Dibutyryl chitin obtained by esterification with butyric anhydride and regenerated chitin obtained from dibutyryl chitin by saponification, both in the form of wet-spun fibres and non-wovens, were examined by infrared spectrometry and X-ray diffraction spectrometry. Chitin fibres and chitosan fibres were also studied for comparison, and found to maintain the XRD spectral features of the parent chitin and chitosan. On the opposite, DBC fibres and non-woven exhibited depressed crystallinity, the peak at 0.46–0.47 nm, typical of chitin, being hardly detectable, while the one usually at ca. 1.00 nm was present at ca. 1.20 nm. Both DBC fibres and non-woven were highly oriented. When exposed to porcine pancreatic lipase or wheat germ lipase, the DBC fibres gained improved crystallinity with peaks at 1.14–1.18 and 0.41 nm, due to partial regain of chitin structure as a consequence of partial enzymatic removal of butyryl groups, as confirmed by ATRFTIR. The RC fibres exhibited broad XRD peaks at 0.96 and 0.36 nm; sharper peaks at 0.34, 0.46–0.49 and 0.96 were observed after exposure to lipases, due to removal of a disordered polymer fraction susceptible to the unspecific enzymatic depolymerization. In fact the RC fibres were found to have 8% lower degree of acetylation compared to parent chitin, as a consequence of the alkaline regeneration treatment.

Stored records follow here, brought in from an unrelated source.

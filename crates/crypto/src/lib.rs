//! Deterministic tokenization crypto.
//!
//! AES-CBC with PKCS#7 padding, plus the persisted key/IV pair
//! ([`CipherMaterial`]) that backs a vault instance. Encryption is
//! deliberately deterministic so a stored token can be compared
//! bit-for-bit against a presented one.

pub mod cipher;
pub mod error;
pub mod material;

pub use {
    cipher::{BLOCK_SIZE, decrypt, encrypt},
    error::CryptoError,
    material::{CipherMaterial, IV_LEN, KEY_LEN},
};
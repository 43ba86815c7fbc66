//! Persisted per-user instance configuration.
//!
//! `tokenvault init` writes a small JSON file recording the chosen backend
//! and the cipher material location; every other subcommand loads it to
//! reconstruct the same manager.

use std::path::{Path, PathBuf};

use {
    anyhow::{Context, Result},
    directories::ProjectDirs,
    serde::{Deserialize, Serialize},
    tracing::debug,
};

use tokenvault_store::StoreConfig;

fn project_dirs() -> Option<ProjectDirs> {
    ProjectDirs::from("", "", "tokenvault")
}

/// User-global config directory (`~/.config/tokenvault` on Linux).
pub fn config_dir() -> PathBuf {
    project_dirs()
        .map(|d| d.config_dir().to_path_buf())
        .unwrap_or_else(|| PathBuf::from(".config/tokenvault"))
}

/// User-global data directory; default home of the on-disk stores.
pub fn data_dir() -> PathBuf {
    project_dirs()
        .map(|d| d.data_dir().to_path_buf())
        .unwrap_or_else(|| PathBuf::from(".local/share/tokenvault"))
}

pub fn default_config_path() -> PathBuf {
    config_dir().join("config.json")
}

/// The persisted backend choice plus the cipher material location.
#[derive(Debug, Clone, Serialize, Deserialize)]
pub struct InstanceConfig {
    pub store: StoreConfig,
    pub cipher_path: PathBuf,
}

impl InstanceConfig {
    pub fn save(&self, path: &Path) -> Result<()> {
        if let Some(parent) = path.parent() {
            std::fs::create_dir_all(parent)?;
        }

        let json = serde_json::to_string_pretty(self)?;
        std::fs::write(path, json)?;

        // The config names the cipher file; keep it owner-only.
        #[cfg(unix)]
        {
            use std::os::unix::fs::PermissionsExt;
            std::fs::set_permissions(path, std::fs::Permissions::from_mode(0o600))?;
        }

        debug!(path = %path.display(), "instance config saved");
        Ok(())
    }

    pub fn load(path: &Path) -> Result<Self> {
        let data = std::fs::read_to_string(path).with_context(|| {
            format!(
                "no vault configuration at {}; run `tokenvault init` first",
                path.display()
            )
        })?;
        serde_json::from_str(&data)
            .with_context(|| format!("instance config at {} is invalid", path.display()))
    }

    /// Build the manager this configuration describes.
    pub async fn manager(&self) -> Result<tokenvault_core::Manager> {
        let store = self.store.build()?;
        let manager = tokenvault_core::Manager::new(store, &self.cipher_path).await?;
        Ok(manager)
    }
}

#[allow(clippy::unwrap_used, clippy::expect_used)]
#[cfg(test)]
mod tests {
    use super::*;

    #[test]
    fn save_and_load_round_trip() {
        let dir = tempfile::tempdir().unwrap();
        let path = dir.path().join("config.json");

        let config = InstanceConfig {
            store: StoreConfig::Snapshot {
                path: dir.path().join("vault.snapshot"),
                truncate: false,
            },
            cipher_path: dir.path().join("material"),
        };
        config.save(&path).unwrap();

        let loaded = InstanceConfig::load(&path).unwrap();
        assert_eq!(loaded.store, config.store);
        assert_eq!(loaded.cipher_path, config.cipher_path);
    }

    #[test]
    fn load_missing_config_mentions_init() {
        let dir = tempfile::tempdir().unwrap();
        let err = InstanceConfig::load(&dir.path().join("config.json")).unwrap_err();
        assert!(err.to_string().contains("tokenvault init"));
    }

    #[cfg(unix)]
    #[test]
    fn saved_config_is_owner_only() {
        use std::os::unix::fs::PermissionsExt;

        let dir = tempfile::tempdir().unwrap();
        let path = dir.path().join("config.json");
        let config = InstanceConfig {
            store: StoreConfig::Memory,
            cipher_path: dir.path().join("material"),
        };
        config.save(&path).unwrap();

        let mode = std::fs::metadata(&path).unwrap().permissions().mode();
        assert_eq!(mode & 0o777, 0o600);
    }
}
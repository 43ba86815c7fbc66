//! Route handlers.
//!
//! Validation failures for one request are batched into `error[]` with a
//! 400; processing failures abort at the first child with a 500.

use {
    axum::{
        Json,
        extract::{Query, State, rejection::JsonRejection},
    },
    serde::Deserialize,
    tracing::{error, info},
};

use tokenvault_core::{
    AllTokens, DetokenizeReceipt, TokenizeRequest, TokenizeResponse, ValidationFailure,
};

use crate::{
    envelope::{ApiError, Success},
    server::AppState,
};

/// `GET /new`
pub async fn greet() -> &'static str {
    "Welcome to the token vault"
}

#[derive(Deserialize)]
pub struct IdQuery {
    #[serde(default)]
    id: String,
}

/// `POST /tokenize`
pub async fn tokenize(
    State(state): State<AppState>,
    payload: Result<Json<TokenizeRequest>, JsonRejection>,
) -> Result<Success<TokenizeResponse>, ApiError> {
    let Json(request) = payload.map_err(bad_json)?;
    info!(id = %request.id, children = request.data.len(), "tokenize request");

    let (failures, ok) = state.manager.validate(&request, false).await;
    if !ok {
        return Err(validation_failed(failures));
    }

    state
        .manager
        .process_tokenize(&request)
        .await
        .map(Success)
        .map_err(internal)
}

/// `POST /detokenize`
pub async fn detokenize(
    State(state): State<AppState>,
    payload: Result<Json<TokenizeRequest>, JsonRejection>,
) -> Result<Success<DetokenizeReceipt>, ApiError> {
    let Json(request) = payload.map_err(bad_json)?;
    info!(id = %request.id, children = request.data.len(), "detokenize request");

    state
        .manager
        .process_detokenize(&request)
        .await
        .map(Success)
        .map_err(internal)
}

/// `PATCH /patch`
pub async fn patch_tokens(
    State(state): State<AppState>,
    payload: Result<Json<TokenizeRequest>, JsonRejection>,
) -> Result<Success<TokenizeResponse>, ApiError> {
    let Json(request) = payload.map_err(bad_json)?;
    info!(id = %request.id, children = request.data.len(), "patch request");

    let (failures, ok) = state.manager.validate(&request, true).await;
    if !ok {
        return Err(validation_failed(failures));
    }

    state
        .manager
        .process_patch(&request)
        .await
        .map(Success)
        .map_err(internal)
}

/// `GET /all`
pub async fn all_tokens(
    State(state): State<AppState>,
) -> Result<Success<AllTokens>, ApiError> {
    state.manager.all_tokens().await.map(Success).map_err(internal)
}

/// `GET /id?id=<composite>`
pub async fn token_by_id(
    State(state): State<AppState>,
    Query(query): Query<IdQuery>,
) -> Result<Success<TokenizeResponse>, ApiError> {
    state
        .manager
        .token_by_id(&query.id)
        .await
        .map(Success)
        .map_err(internal)
}

/// `DELETE /delete?id=<composite>`
pub async fn delete_token(
    State(state): State<AppState>,
    Query(query): Query<IdQuery>,
) -> Result<Success<TokenizeResponse>, ApiError> {
    state
        .manager
        .delete_by_id(&query.id)
        .await
        .map(|_| Success(TokenizeResponse::default()))
        .map_err(internal)
}

/// Fallback for a known path hit with the wrong method.
pub async fn method_not_allowed() -> ApiError {
    ApiError::method_not_allowed()
}

pub async fn not_found() -> (axum::http::StatusCode, &'static str) {
    (axum::http::StatusCode::NOT_FOUND, "404 not found")
}

fn bad_json(rejection: JsonRejection) -> ApiError {
    ApiError::invalid(vec![rejection.to_string()])
}

fn internal(err: tokenvault_core::VaultError) -> ApiError {
    error!(error = %err, "request processing failed");
    ApiError::internal(err)
}

fn validation_failed(failures: Vec<ValidationFailure>) -> ApiError {
    let errors = failures
        .iter()
        .map(|f| format!("error with key {}: {}", f.key, f.error))
        .collect();
    ApiError::invalid(errors)
}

In conclusion, these modified chitins are scarcely susceptible to degradation by lipases (besides to lysozyme, as already reported in the literature); therefore their biochemical significance in wound management seems limited. They, however, appear to be the ideal textile materials for providing mechanical support to freeze-dried chitosan sponges having amply documented activity in wound healing, and for the preparation of specialty textiles.